#### Extracted information:
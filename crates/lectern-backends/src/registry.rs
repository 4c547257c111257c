//! Backend registry for looking up renderers by name.

use crate::html5::Html5Backend;
use crate::revealjs::RevealJsBackend;
use crate::traits::{Backend, BackendError};

/// Name of the backend used when neither the document nor the project picks one.
pub const DEFAULT_BACKEND: &str = "revealjs";

/// A registry of rendering backends.
#[derive(Default)]
pub struct BackendRegistry {
    backends: Vec<Box<dyn Backend>>,
}

impl BackendRegistry {
    /// Create a new empty registry.
    pub fn new() -> Self {
        Self::default()
    }

    /// Registry with the built-in `revealjs` and `html5` backends.
    pub fn with_defaults() -> Self {
        let mut registry = Self::new();
        registry.register(Box::new(RevealJsBackend::new()));
        registry.register(Box::new(Html5Backend::new()));
        registry
    }

    /// Add a backend. Later registrations shadow earlier ones with the same name.
    pub fn register(&mut self, backend: Box<dyn Backend>) {
        self.backends.insert(0, backend);
    }

    /// Look up a backend by name or alias, case-insensitively.
    pub fn get(&self, name: &str) -> Result<&dyn Backend, BackendError> {
        let wanted = name.trim().to_ascii_lowercase();

        self.backends
            .iter()
            .find(|b| b.name() == wanted || b.aliases().iter().any(|alias| *alias == wanted))
            .map(|b| b.as_ref())
            .ok_or_else(|| BackendError::Unknown {
                name: name.to_string(),
                available: self.names().join(", "),
            })
    }

    /// Canonical names of all registered backends, sorted.
    pub fn names(&self) -> Vec<&'static str> {
        let mut names: Vec<_> = self.backends.iter().map(|b| b.name()).collect();
        names.sort_unstable();
        names.dedup();
        names
    }

    pub fn contains(&self, name: &str) -> bool {
        self.get(name).is_ok()
    }

    pub fn len(&self) -> usize {
        self.backends.len()
    }

    pub fn is_empty(&self) -> bool {
        self.backends.is_empty()
    }
}

impl std::fmt::Debug for BackendRegistry {
    fn fmt(&self, f: &mut std::fmt::Formatter<'_>) -> std::fmt::Result {
        f.debug_struct("BackendRegistry")
            .field("backends", &self.names())
            .finish()
    }
}

#[cfg(test)]
mod tests {
    use super::*;
    use lectern_doc::{AttributeSet, Deck};

    struct EchoBackend;

    impl Backend for EchoBackend {
        fn name(&self) -> &'static str {
            "revealjs"
        }

        fn default_attributes(&self) -> AttributeSet {
            AttributeSet::new()
        }

        fn render(&self, _deck: &Deck, _attributes: &AttributeSet) -> Result<String, BackendError> {
            Ok("echo".to_string())
        }
    }

    #[test]
    fn finds_backends_by_name_and_alias() {
        let registry = BackendRegistry::with_defaults();

        assert_eq!(registry.get("revealjs").unwrap().name(), "revealjs");
        assert_eq!(registry.get("Reveal.js").unwrap().name(), "revealjs");
        assert_eq!(registry.get("html").unwrap().name(), "html5");
        assert_eq!(registry.names(), vec!["html5", "revealjs"]);
    }

    #[test]
    fn unknown_backend_lists_available() {
        let registry = BackendRegistry::with_defaults();

        let err = match registry.get("pdf") {
            Err(e) => e.to_string(),
            Ok(_) => panic!("pdf backend should not exist"),
        };

        assert!(err.contains("pdf"));
        assert!(err.contains("html5, revealjs"));
    }

    #[test]
    fn later_registration_shadows() {
        let mut registry = BackendRegistry::with_defaults();
        registry.register(Box::new(EchoBackend));

        let backend = registry.get("revealjs").unwrap();
        let out = backend.render(&Deck::default(), &AttributeSet::new()).unwrap();

        assert_eq!(out, "echo");
        assert!(DEFAULT_BACKEND == "revealjs" && registry.contains(DEFAULT_BACKEND));
    }
}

#### What this task involves:
Reproduce exactly the lines from the beginning of the entries above up to and including the line that contains "let mut registry = Self::new();".

#### Result of the exercise:
filename crates/lectern-backends/src/registry.rs
repository 4c547257c111257c
//! Backend registry for looking up renderers by name.

use crate::html5::Html5Backend;
use crate::revealjs::RevealJsBackend;
use crate::traits::{Backend, BackendError};

/// Name of the backend used when neither the document nor the project picks one.
pub const DEFAULT_BACKEND: &str = "revealjs";

/// A registry of rendering backends.
#[derive(Default)]
pub struct BackendRegistry {
    backends: Vec<Box<dyn Backend>>,
}

impl BackendRegistry {
    /// Create a new empty registry.
    pub fn new() -> Self {
        Self::default()
    }

    /// Registry with the built-in `revealjs` and `html5` backends.
    pub fn with_defaults() -> Self {
        let mut registry = Self::new();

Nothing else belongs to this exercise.